I joined simply to thank Cheri for such great information.

Last evening I went for a ride on my green horse and armed with the info Cheri had posted, had a successful ride.

I had to zig zag down the road for a mile at the beginning or so to keep Chet listening to me, otherwise he was goofy, wanted to go home, see his buddy, was sure the where monsters in tall grass along the road, it was windy etc. 

He wanted to spook and bolt but never did find anything to do so at as I wasnt looking. I had to mind over matter myself to not go scanning ahead looking for potential problems. After all you know we where just out for a great uneventful ride 

The ride ended up being 7 miles to work the goofyness out get him so he was tuned into just me and end on a positive note.
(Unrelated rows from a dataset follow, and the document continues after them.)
//! QR rendering for encoded tokens.

use crate::RollcallError;
use base64::{engine::general_purpose::STANDARD, Engine};
use qrcode::render::svg;
use qrcode::{EcLevel, QrCode};

/// Minimum rendered edge, in pixels.
pub const MIN_DIMENSION: u32 = 256;

/// A scannable rendering of an encoded token.
#[derive(Debug, Clone, PartialEq, Eq)]
pub struct QrImage {
    svg: String,
    width: usize,
}

impl QrImage {
    /// The SVG document.
    pub fn svg(&self) -> &str {
        &self.svg
    }

    /// Modules per side of the symbol.
    pub fn width(&self) -> usize {
        self.width
    }

    /// `data:` URI suitable for an `<img src>`.
    pub fn to_data_uri(&self) -> String {
        format!("data:image/svg+xml;base64,{}", STANDARD.encode(self.svg.as_bytes()))
    }
}

/// Render `payload` verbatim as a QR code.
///
/// Error correction level M tolerates roughly 15% occlusion.
pub fn render_qr(payload: &str) -> Result<QrImage, RollcallError> {
    let code = QrCode::with_error_correction_level(payload.as_bytes(), EcLevel::M)
        .map_err(|e| RollcallError::Render(format!("QR generation failed: {}", e)))?;

    let svg = code
        .render::<svg::Color>()
        .min_dimensions(MIN_DIMENSION, MIN_DIMENSION)
        .dark_color(svg::Color("#000000"))
        .light_color(svg::Color("#ffffff"))
        .build();

    Ok(QrImage {
        svg,
        width: code.width(),
    })
}
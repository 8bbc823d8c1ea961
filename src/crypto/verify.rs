//! HMAC-SHA256 signature engine.

use crate::config::SecretKey;
use crate::crypto::signing::build_signing_string;
use chrono::{DateTime, Utc};
use hmac::{Hmac, Mac};
use sha2::Sha256;

type HmacSha256 = Hmac<Sha256>;

/// Length of a hex-encoded signature.
pub const SIGNATURE_HEX_LEN: usize = 64;

/// Keyed signer and verifier for attendance tokens.
///
/// Holds the process-wide secret. Comparison happens only here and in
/// constant time.
#[derive(Debug, Clone)]
pub struct SignatureEngine {
    secret: SecretKey,
}

impl SignatureEngine {
    /// Create an engine around the configured secret.
    pub fn new(secret: SecretKey) -> Self {
        Self { secret }
    }

    fn mac_for(&self, event_id: &str, issued_at: &DateTime<Utc>, nonce_hex: &str) -> HmacSha256 {
        // HMAC accepts keys of any length; `new_from_slice` cannot fail here.
        let mut mac = HmacSha256::new_from_slice(self.secret.expose())
            .unwrap_or_else(|_| unreachable!("HMAC accepts keys of any size"));
        mac.update(build_signing_string(event_id, issued_at, nonce_hex).as_bytes());
        mac
    }

    /// Compute the lowercase hex signature for a token's fields.
    pub fn sign(&self, event_id: &str, issued_at: &DateTime<Utc>, nonce_hex: &str) -> String {
        hex::encode(self.mac_for(event_id, issued_at, nonce_hex).finalize().into_bytes())
    }

    /// Recompute and compare a signature in constant time.
    ///
    /// Returns `false` for non-hex or wrong-length input.
    pub fn verify(
        &self,
        event_id: &str,
        issued_at: &DateTime<Utc>,
        nonce_hex: &str,
        signature_hex: &str,
    ) -> bool {
        let Ok(expected) = hex::decode(signature_hex) else {
            return false;
        };
        self.mac_for(event_id, issued_at, nonce_hex)
            .verify_slice(&expected)
            .is_ok()
    }
}
/// Itemized verdict for one scanned string.
#[derive(Debug, Clone, PartialEq, Eq)]
pub struct ValidationResult {
    /// All checks passed.
    pub is_valid: bool,
    /// Event id, populated only when valid.
    pub event_id: Option<String>,
    /// Display metadata, populated only when valid.
    pub metadata: Option<TokenMetadata>,
    /// Step flags.
    pub details: ValidationDetails,
    /// First failure, if any.
    pub error: Option<RollcallError>,
}

impl ValidationResult {
    /// Human-readable guidance for the failure, if any.
    pub fn user_message(&self) -> Option<&'static str> {
        self.error.as_ref().map(RollcallError::user_message)
    }

    /// Convert to a `Result`, keeping the validated token fields.
    pub fn into_result(self) -> Result<(String, TokenMetadata, ValidationDetails), RollcallError> {
        match (self.is_valid, self.event_id, self.metadata, self.error) {
            (true, Some(event_id), Some(metadata), _) => Ok((event_id, metadata, self.details)),
            (_, _, _, Some(error)) => Err(error),
            _ => Err(RollcallError::MalformedToken(
                "validation produced no verdict".to_string(),
            )),
        }
    }
}

/// Verifies scanned tokens.
pub struct TokenValidator {
    engine: Arc<SignatureEngine>,
    replay: Arc<ReplayGuard>,
    clock: Arc<dyn Clock>,
    grace_before: Duration,
    grace_after: Duration,
    max_token_age: Duration,
    max_clock_skew: Duration,
}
THe last time I had ridden Chet he was scared of this and that and had no confidence unless I was with him on the ground. He was a basket case. Sitting on him he was a wreck, standing next to him he was fine. This ride was totally differant, he was trusting with me on his back guiding him. There where a couple of things that caused him to tremble but he just kept the same pace doing whatever was I asked. That wouldnt have happened on the ride before, he would have bolted.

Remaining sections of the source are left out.